Of the 145 pediatric patients for whom genetic analysis was available, 88 had a genetic variant in addition to the BCR::ABL1 fusion gene. A total of 10 patients (7%; five female and five male) were identified with 10 germline missense variants in four genes associated with the RAS/RAF/MAPK pathway, specifically SOS1, PTPN11, NF1, and NF2. The median age at diagnosis was 9.5 (1.4–16.8) years. Germline variants were discovered in six chronic phase CML, three de novo CML-BP, and one secondary CML-BP. According to ACMG guidelines, 7/10 variants were classified as variants of uncertain significance (VUS), 2/10 as likely benign, and 1/10 as pathogenic. Similarly, OncoVI classified 9/10 variants as VUS and 1/10 as likely oncogenic, corresponding to the pathogenic variant classified by ACMG. Their prevalence in the population database (0.0004–0.01%) indicates that they are not frequently occurring single-nucleotide polymorphisms.

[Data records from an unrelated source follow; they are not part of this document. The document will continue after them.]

pub mod config;
pub mod error;
pub mod health;
pub mod info;
pub mod provision;
pub mod repository;
pub mod server;
pub mod store;
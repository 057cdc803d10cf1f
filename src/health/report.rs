//! Summary and detailed projections of an [`AggregateStatus`] as served by the
//! liveliness endpoint.

use std::collections::BTreeMap;

use chrono::{DateTime, SecondsFormat, Utc};
use serde::{Deserialize, Serialize};

use super::AggregateStatus;

pub const SUCCESS: &str = "success";
pub const FAILED: &str = "failed";

pub fn status_text(passing: bool) -> &'static str { if passing { SUCCESS } else { FAILED } }

fn rfc3339(t: DateTime<Utc>) -> String { t.to_rfc3339_opts(SecondsFormat::Secs, true) }

#[derive(Debug, Clone, PartialEq, Eq, Serialize, Deserialize)]
pub struct SummaryView {
    pub status: String,
    pub checks: BTreeMap<String, String>,
}

impl SummaryView {
    pub fn from_status(status: &AggregateStatus) -> Self {
        let checks = status
            .checks
            .iter()
            .map(|c| (c.name.clone(), status_text(c.passing).to_string()))
            .collect();
        Self { status: status_text(status.healthy).to_string(), checks }
    }
}

#[derive(Debug, Clone, PartialEq, Eq, Serialize, Deserialize)]
pub struct CheckView {
    pub name: String,
    pub status: String,
    pub timestamp: String,
}

#[derive(Debug, Clone, PartialEq, Eq, Serialize, Deserialize)]
pub struct DetailedView {
    pub status: String,
    pub time: String,
    pub checks: Vec<CheckView>,
}

impl DetailedView {
    pub fn from_status(status: &AggregateStatus, now: DateTime<Utc>) -> Self {
        let checks = status
            .checks
            .iter()
            .map(|c| CheckView { name: c.name.clone(), status: status_text(c.passing).to_string(), timestamp: rfc3339(c.timestamp) })
            .collect();
        Self { status: status_text(status.healthy).to_string(), time: rfc3339(now), checks }
    }
}
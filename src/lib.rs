//! Email Writer — tone-aware email reply generation over Gemini.

pub mod config;
pub mod error;
pub mod llm;
pub mod reply;
pub mod routes;
pub mod service;
use anyhow::Context;

use email_writer::config::ServerConfig;
use email_writer::routes;

#[tokio::main]
async fn main() -> anyhow::Result<()> {
    // Optional .env file for local runs
    dotenvy::dotenv().ok();

    tracing_subscriber::fmt()
        .with_env_filter(
            tracing_subscriber::EnvFilter::try_from_default_env()
                .unwrap_or_else(|_| tracing_subscriber::EnvFilter::new("info")),
        )
        .with_target(false)
        .init();

    let config = ServerConfig::from_env().context("Failed to load configuration")?;
    let addr = config.socket_addr();

    eprintln!("✉️  Email Writer v{}", env!("CARGO_PKG_VERSION"));
    eprintln!("   Upstream: {}", config.gemini.api_url);
    eprintln!("   API key: {}", config.gemini.masked_key());
    eprintln!("   Timeout: {}s", config.gemini.timeout.as_secs());
    eprintln!("   Generate: http://{}/api/email/generate", addr);
    eprintln!("   Health: http://{}/api/email/health\n", addr);

    routes::serve(config, shutdown_signal()).await?;
    Ok(())
}

async fn shutdown_signal() {
    if let Err(e) = tokio::signal::ctrl_c().await {
        tracing::warn!(error = %e, "Failed to listen for shutdown signal");
        std::future::pending::<()>().await;
    }
    tracing::info!("Shutdown signal received");
}
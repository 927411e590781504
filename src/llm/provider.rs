//! Backend trait for the upstream generation API.

use async_trait::async_trait;

use crate::error::LlmError;
use crate::reply::GeneratedPrompt;

/// Sends a prompt upstream and hands back the raw payload.
///
/// Implementations return `Err` only when no payload is available
/// (connection failure, timeout, error status with an empty body).
#[async_trait]
pub trait GenerationBackend: Send + Sync {
    /// Short provider name used in logs and errors.
    fn name(&self) -> &str;

    async fn generate(&self, prompt: &GeneratedPrompt) -> Result<String, LlmError>;
}
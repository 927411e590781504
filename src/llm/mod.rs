//! Upstream generation backend.
//!
//! The service talks to a [`GenerationBackend`], which returns the raw
//! response body for the extractor to classify. [`GeminiClient`] is the
//! only production implementation.

pub mod gemini;
pub mod provider;

pub use gemini::GeminiClient;
pub use provider::GenerationBackend;
//! Gemini `generateContent` client.

use async_trait::async_trait;
use secrecy::ExposeSecret;
use serde::Serialize;
use tracing::{debug, info, warn};

use crate::config::GeminiConfig;
use crate::error::LlmError;
use crate::reply::{GeneratedPrompt, GenerationConfig};

use super::provider::GenerationBackend;

const PROVIDER: &str = "gemini";
const API_KEY_HEADER: &str = "X-goog-api-key";

#[derive(Debug, Serialize)]
struct Part<'a> {
    text: &'a str,
}

#[derive(Debug, Serialize)]
struct Content<'a> {
    parts: [Part<'a>; 1],
}

/// Request body for `generateContent`.
#[derive(Debug, Serialize)]
#[serde(rename_all = "camelCase")]
pub struct GeminiRequest<'a> {
    contents: [Content<'a>; 1],
    generation_config: GenerationConfig,
}

impl<'a> GeminiRequest<'a> {
    pub fn new(prompt: &'a GeneratedPrompt) -> Self {
        Self {
            contents: [Content {
                parts: [Part { text: &prompt.text }],
            }],
            generation_config: prompt.generation_config(),
        }
    }
}

/// HTTP client for a configured Gemini endpoint.
pub struct GeminiClient {
    config: GeminiConfig,
    client: reqwest::Client,
}

impl GeminiClient {
    pub fn new(config: GeminiConfig) -> Result<Self, LlmError> {
        let client = reqwest::Client::builder()
            .timeout(config.timeout)
            .build()
            .map_err(|e| LlmError::RequestFailed {
                provider: PROVIDER.to_string(),
                reason: format!("Failed to build HTTP client: {e}"),
            })?;
        info!(url = %config.api_url, key = %config.masked_key(), "Gemini client configured");
        Ok(Self { config, client })
    }

    fn transport_error(&self, e: reqwest::Error) -> LlmError {
        if e.is_timeout() {
            LlmError::Timeout {
                provider: PROVIDER.to_string(),
                timeout: self.config.timeout,
            }
        } else {
            LlmError::RequestFailed {
                provider: PROVIDER.to_string(),
                reason: e.to_string(),
            }
        }
    }
}

#[async_trait]
impl GenerationBackend for GeminiClient {
    fn name(&self) -> &str {
        PROVIDER
    }

    async fn generate(&self, prompt: &GeneratedPrompt) -> Result<String, LlmError> {
        let body = GeminiRequest::new(prompt);

        debug!(url = %self.config.api_url, temperature = prompt.temperature, "Sending request to Gemini");

        let resp = self
            .client
            .post(&self.config.api_url)
            .header(API_KEY_HEADER, self.config.api_key.expose_secret())
            .json(&body)
            .send()
            .await
            .map_err(|e| self.transport_error(e))?;

        let status = resp.status();
        let text = resp.text().await.map_err(|e| self.transport_error(e))?;

        if !status.is_success() {
            if text.trim().is_empty() {
                return Err(LlmError::EmptyResponse {
                    provider: PROVIDER.to_string(),
                    status: status.as_u16(),
                });
            }
            // Error bodies still carry `{"error": {...}}` for the extractor.
            warn!(status = status.as_u16(), "Gemini returned an error status");
        }

        Ok(text)
    }
}
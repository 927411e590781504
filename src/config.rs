//! Configuration types, read from the environment.

use std::net::{IpAddr, Ipv4Addr, SocketAddr};
use std::time::Duration;

use secrecy::{ExposeSecret, SecretString};

use crate::error::ConfigError;

/// Number of API key characters that may appear in logs.
const KEY_PREFIX_CHARS: usize = 10;

/// Upstream Gemini endpoint settings.
#[derive(Debug, Clone)]
pub struct GeminiConfig {
    /// Full `generateContent` URL, including the model.
    pub api_url: String,
    pub api_key: SecretString,
    /// Request-level timeout for the upstream call.
    pub timeout: Duration,
}

impl GeminiConfig {
    /// API key shortened for logging, e.g. `AIzaSyA1b2***`.
    pub fn masked_key(&self) -> String {
        mask_key(self.api_key.expose_secret())
    }
}

/// Full service configuration.
#[derive(Debug, Clone)]
pub struct ServerConfig {
    pub bind: IpAddr,
    pub port: u16,
    pub gemini: GeminiConfig,
}

impl ServerConfig {
    /// Read configuration from process environment variables.
    pub fn from_env() -> Result<Self, ConfigError> {
        Self::from_lookup(|key| std::env::var(key).ok())
    }

    /// Read configuration through an arbitrary key lookup.
    pub fn from_lookup<F>(lookup: F) -> Result<Self, ConfigError>
    where
        F: Fn(&str) -> Option<String>,
    {
        let api_url = required(&lookup, "GEMINI_API_URL")?;
        let api_key = SecretString::from(required(&lookup, "GEMINI_API_KEY")?);

        let port: u16 = parse_or(&lookup, "EMAIL_WRITER_PORT", 8080)?;
        let bind: IpAddr = parse_or(&lookup, "EMAIL_WRITER_BIND", IpAddr::V4(Ipv4Addr::UNSPECIFIED))?;
        let timeout_secs: u64 = parse_or(&lookup, "EMAIL_WRITER_TIMEOUT_SECS", 30)?;

        Ok(Self {
            bind,
            port,
            gemini: GeminiConfig {
                api_url,
                api_key,
                timeout: Duration::from_secs(timeout_secs),
            },
        })
    }

    pub fn socket_addr(&self) -> SocketAddr {
        SocketAddr::new(self.bind, self.port)
    }
}

fn required<F>(lookup: &F, key: &str) -> Result<String, ConfigError>
where
    F: Fn(&str) -> Option<String>,
{
    lookup(key)
        .filter(|v| !v.trim().is_empty())
        .ok_or_else(|| ConfigError::MissingEnvVar(key.to_string()))
}

fn parse_or<F, T>(lookup: &F, key: &str, default: T) -> Result<T, ConfigError>
where
    F: Fn(&str) -> Option<String>,
    T: std::str::FromStr,
    T::Err: std::fmt::Display,
{
    match lookup(key) {
        Some(raw) if !raw.trim().is_empty() => {
            raw.trim().parse().map_err(|e: T::Err| ConfigError::InvalidValue {
                key: key.to_string(),
                message: e.to_string(),
            })
        }
        _ => Ok(default),
    }
}

/// Keep only the first few characters of a secret.
pub fn mask_key(key: &str) -> String {
    let prefix: String = key.chars().take(KEY_PREFIX_CHARS).collect();
    format!("{prefix}***")
}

When RAS pathway germline variants, both from pediatric patients with CML (n = 10) and those identified in previously published studies (n = 215), are stratified according to their prevalence in the reference population (gnomAD™ version 2.1.1, non-cancer) and their mean score is calculated, we observe that most variants (171/225; 76%) are not present in this database (Fig. 1C). There is a continuum within the CML variants from extremely rare variants predicted to have a more functional impact to the rather benign variants with higher prevalence. OncoVI classified 33/215 variants as likely oncogenic and 1/215 as oncogenic. The median of the predicted mean scores generated by the in silico tools increases with increasing assigned points by OncoVI (Fig. 1D). When we compare the groups separately in each gene, we observe that the mean scores attributed to the CML variants are similar to those of variants identified in hematological malignancies and in syndromic hematological disorders (Fig. 1E and Supplementary Fig. 1). There is significant variation in the median between the analyzed groups for the SOS1 (p = 0.01) and NF1 (p = 0.0006) genes. Variants received varying scores across the four prediction tools. Three in silico tools demonstrate the strongest correlation (r ≥ 0.804), whereas one exhibits a moderate correlation with the other tools (Supplementary Fig. 2).